Of Popes and Unicorns
ISBN: 9780190053093
Platform/Publisher: Oxford Academic / Oxford University Press
Digital rights: Users: Unlimited; Printing: Unlimited; Download: Unlimited
Subjects: Philosophy Philosophy of Science;


This is the story of John Draper, Andrew White, and the conflict thesis: a centuries-old misconception that religion and science are at odds with one another.

Renowned scientist John William Draper (1811-1882) and celebrated historian-politician Andrew Dickson White (1832-1918) were certain that Enlightened Science and Dogmatic Christianity were mortal enemies--and they said as much to anyone who would listen. More than a century later, their grand and sweeping version of history dominates our landscape; Draper and White's "conflict thesis" is still found in countless textbooks, lecture series, movies, novels, and more.

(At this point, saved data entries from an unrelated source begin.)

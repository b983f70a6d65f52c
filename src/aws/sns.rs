// src/aws/sns.rs
// SNS topic forwarder.

use async_trait::async_trait;
use aws_sdk_sns::error::DisplayErrorContext;
use std::sync::Arc;
use tracing::{debug, instrument};

use crate::common::{ForwardError, Item};
use crate::forwarder::{Forwarder, ForwarderKind};

/// Type tag of the SNS forwarder in the mapping file.
pub const TYPE: &str = "SNS";

#[async_trait]
pub trait TopicPublisher: Send + Sync {
    /// Publish `message` to the topic, returning the message id.
    async fn publish(&self, topic_arn: &str, message: &str) -> Result<String, ForwardError>;
}

/// SNS client adapter.
#[derive(Clone)]
pub struct AwsSns {
    inner: aws_sdk_sns::Client,
}

impl AwsSns {
    pub fn new(inner: aws_sdk_sns::Client) -> Self {
        Self { inner }
    }
}

#[async_trait]
impl TopicPublisher for AwsSns {
    #[instrument(level = "debug", skip(self, message))]
    async fn publish(&self, topic_arn: &str, message: &str) -> Result<String, ForwardError> {
        let resp = self
            .inner
            .publish()
            .topic_arn(topic_arn)
            .message(message)
            .send()
            .await
            .map_err(|e| ForwardError::Topic {
                target: topic_arn.to_string(),
                reason: DisplayErrorContext(&e).to_string(),
            })?;
        Ok(resp.message_id().unwrap_or_default().to_string())
    }
}

pub struct SnsForwarder {
    name: String,
    topic_arn: String,
    client: Arc<dyn TopicPublisher>,
}

impl SnsForwarder {
    /// The topic is the item's `target`, or its `topic` field when unset.
    pub fn new(item: &Item, client: Arc<dyn TopicPublisher>) -> Self {
        Self {
            name: item.name.clone(),
            topic_arn: item.target_or(&item.exchange_name).to_string(),
            client,
        }
    }

    pub fn topic_arn(&self) -> &str {
        &self.topic_arn
    }
}

#[async_trait]
impl Forwarder for SnsForwarder {
    fn name(&self) -> &str {
        &self.name
    }

    fn kind(&self) -> ForwarderKind {
        ForwarderKind::Topic
    }

    async fn push(&self, message: &str) -> Result<(), ForwardError> {
        if message.is_empty() {
            return Err(ForwardError::EmptyMessage);
        }

        let message_id = self.client.publish(&self.topic_arn, message).await?;
        debug!(
            forwarder = %self.name,
            topic = %self.topic_arn,
            message_id = %message_id,
            "Published message to SNS"
        );
        Ok(())
    }
}
// src/mapping/helper.rs
use std::collections::HashMap;
use std::sync::Arc;
use tracing::warn;

use crate::aws::{self, AwsClients, LambdaForwarder, SnsForwarder, SqsForwarder};
use crate::common::Item;
use crate::consumer::Consumer;
use crate::forwarder::{ErrorForwarder, Forwarder};
use crate::rabbitmq::{self, ConsumerSettings, RabbitConsumer};

/// Turns mapping items into consumers and forwarders.
pub trait Helper: Send + Sync {
    /// `None` when no consumer is registered for `item.kind`.
    fn create_consumer(&self, item: &Item) -> Option<Arc<dyn Consumer>>;

    /// An [`ErrorForwarder`] when no forwarder is registered for `item.kind`.
    fn create_forwarder(&self, item: &Item) -> Arc<dyn Forwarder>;
}

pub type ConsumerConstructor = Box<dyn Fn(&Item) -> Arc<dyn Consumer> + Send + Sync>;
pub type ForwarderConstructor = Box<dyn Fn(&Item) -> Arc<dyn Forwarder> + Send + Sync>;

/// Type-tag keyed constructor table.
#[derive(Default)]
pub struct Registry {
    consumers: HashMap<String, ConsumerConstructor>,
    forwarders: HashMap<String, ForwarderConstructor>,
}

impl Registry {
    pub fn new() -> Self {
        Self::default()
    }

    /// RabbitMQ consumers plus SNS, SQS and Lambda forwarders.
    pub fn with_defaults(clients: AwsClients, settings: ConsumerSettings) -> Self {
        let mut registry = Self::new();

        registry.register_consumer(rabbitmq::TYPE, move |item: &Item| -> Arc<dyn Consumer> {
            Arc::new(RabbitConsumer::new(item, settings.clone()))
        });

        let sns = clients.sns;
        registry.register_forwarder(aws::sns::TYPE, move |item: &Item| -> Arc<dyn Forwarder> {
            Arc::new(SnsForwarder::new(item, sns.clone()))
        });

        let sqs = clients.sqs;
        registry.register_forwarder(aws::sqs::TYPE, move |item: &Item| -> Arc<dyn Forwarder> {
            Arc::new(SqsForwarder::new(item, sqs.clone()))
        });

        let lambda = clients.lambda;
        registry.register_forwarder(aws::lambda::TYPE, move |item: &Item| -> Arc<dyn Forwarder> {
            Arc::new(LambdaForwarder::new(item, lambda.clone()))
        });

        registry
    }

    /// Registering an existing tag replaces its constructor.
    pub fn register_consumer<F>(&mut self, kind: impl Into<String>, constructor: F) -> &mut Self
    where
        F: Fn(&Item) -> Arc<dyn Consumer> + Send + Sync + 'static,
    {
        self.consumers.insert(kind.into(), Box::new(constructor));
        self
    }

    pub fn register_forwarder<F>(&mut self, kind: impl Into<String>, constructor: F) -> &mut Self
    where
        F: Fn(&Item) -> Arc<dyn Forwarder> + Send + Sync + 'static,
    {
        self.forwarders.insert(kind.into(), Box::new(constructor));
        self
    }

    pub fn consumer_types(&self) -> Vec<&str> {
        let mut kinds: Vec<&str> = self.consumers.keys().map(String::as_str).collect();
        kinds.sort_unstable();
        kinds
    }

    pub fn forwarder_types(&self) -> Vec<&str> {
        let mut kinds: Vec<&str> = self.forwarders.keys().map(String::as_str).collect();
        kinds.sort_unstable();
        kinds
    }
}

impl Helper for Registry {
    fn create_consumer(&self, item: &Item) -> Option<Arc<dyn Consumer>> {
        match self.consumers.get(&item.kind) {
            Some(constructor) => Some(constructor(item)),
            None => {
                warn!(consumer = %item.name, "No consumer registered for type '{}'", item.kind);
                None
            }
        }
    }

    fn create_forwarder(&self, item: &Item) -> Arc<dyn Forwarder> {
        match self.forwarders.get(&item.kind) {
            Some(constructor) => constructor(item),
            None => {
                warn!(forwarder = %item.name, "No forwarder registered for type '{}'", item.kind);
                Arc::new(ErrorForwarder::new(item.kind.clone()))
            }
        }
    }
}

#[cfg(test)]
mod tests {
    use super::*;
    use crate::aws::{testing::offline_sdk_config, AwsSettings};
    use crate::common::ForwardError;
    use crate::forwarder::ForwarderKind;

    fn registry() -> Registry {
        let clients = AwsClients::from_sdk_config(&offline_sdk_config(), &AwsSettings::default());
        Registry::with_defaults(clients, ConsumerSettings::default())
    }

    #[test]
    fn test_create_consumer() {
        let item = Item::new("RabbitMQ", "test-rabbit")
            .with_connection("url")
            .with_exchange("topic")
            .with_queue("test-queue")
            .with_routing_key("#");

        let consumer = registry().create_consumer(&item).expect("consumer");
        assert_eq!(consumer.name(), "test-rabbit");
    }

    #[test]
    fn test_create_consumer_unknown_type() {
        let item = Item::new("Kafka", "test-kafka");
        assert!(registry().create_consumer(&item).is_none());
    }

    #[test]
    fn test_create_forwarder_variants() {
        let registry = registry();

        let sns = registry.create_forwarder(&Item::new("SNS", "test-sns").with_exchange("topic"));
        assert_eq!(sns.name(), "test-sns");
        assert_eq!(sns.kind(), ForwarderKind::Topic);

        let sqs = registry.create_forwarder(&Item::new("SQS", "test-sqs").with_queue("test-queue"));
        assert_eq!(sqs.name(), "test-sqs");
        assert_eq!(sqs.kind(), ForwarderKind::Queue);

        let lambda = registry.create_forwarder(&Item::new("Lambda", "test-lambda"));
        assert_eq!(lambda.name(), "test-lambda");
        assert_eq!(lambda.kind(), ForwarderKind::Function);
    }

    #[tokio::test]
    async fn test_create_forwarder_unknown_type_fails_on_push() {
        let forwarder = registry().create_forwarder(&Item::new("Kinesis", "test-kinesis"));
        assert_eq!(forwarder.kind(), ForwarderKind::Unresolved);
        assert!(matches!(
            forwarder.push("message").await,
            Err(ForwardError::UnknownType(_))
        ));
    }

    #[test]
    fn test_register_custom_variant() {
        let mut registry = Registry::new();
        registry.register_forwarder("Null", |_item: &Item| -> Arc<dyn Forwarder> {
            Arc::new(ErrorForwarder::new("Null"))
        });

        assert_eq!(registry.forwarder_types(), vec!["Null"]);
        assert!(registry.consumer_types().is_empty());
        assert_eq!(
            registry.create_forwarder(&Item::new("Null", "n")).name(),
            ErrorForwarder::NAME
        );
    }

    #[test]
    fn test_default_types() {
        let registry = registry();
        assert_eq!(registry.consumer_types(), vec!["RabbitMQ"]);
        assert_eq!(registry.forwarder_types(), vec!["Lambda", "SNS", "SQS"]);
    }
}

Yet, as it would later be discovered, they were mistaken. Their work has been torn to shreds by the experts, who have declared it totally at odds with reality. So how, if this is the case, does their wrongheaded narrative still live on? Who were these two men, and what, exactly, did they say? What is it about their God-versus-Science "conflict thesis" that convinced so many? And what--since both claimed to love Science and love Christ--were they actually trying to achieve in the first place?

In this book, physicist David Hutchings and historian of science and religion James C. Ungureanu dissect the work of Draper and White. They take readers on a journey through time, diving into the formation and fallacy of the conflict thesis and its polarizing impact on society.

The result is a tale of Flat Earths, of anesthetic, and of autopsies; of Creation and Evolution; of laser-eyed lizards and infinite worlds. It is a story of miracles and mathematicians; souls and Great Libraries; the Greeks, the scientific method, the Not-So-Dark-After-All Ages... and, of course, of popes and unicorns.


David Hutchings is Fellow of the Institute of Physics and a physics teacher at Pocklington School in England. He is the author of Let There Be Science (2017) and God, Stephen Hawking and the Multiverse (2020). Hutchings is a regular speaker on the philosophy, history, and theology of science across the United Kingdom. James C. Ungureanu is Fellow of the Historical Society in London and Upper School Humanities Teacher at The Stony Brook School. He is an intellectual historian primarily focused on the history of religious thought who teaches everything from biblical studies to the history of science and religion. Ungureanu is the author of Science, Religion, and the Protestant Tradition: Retracing the Origins of Conflict (2019).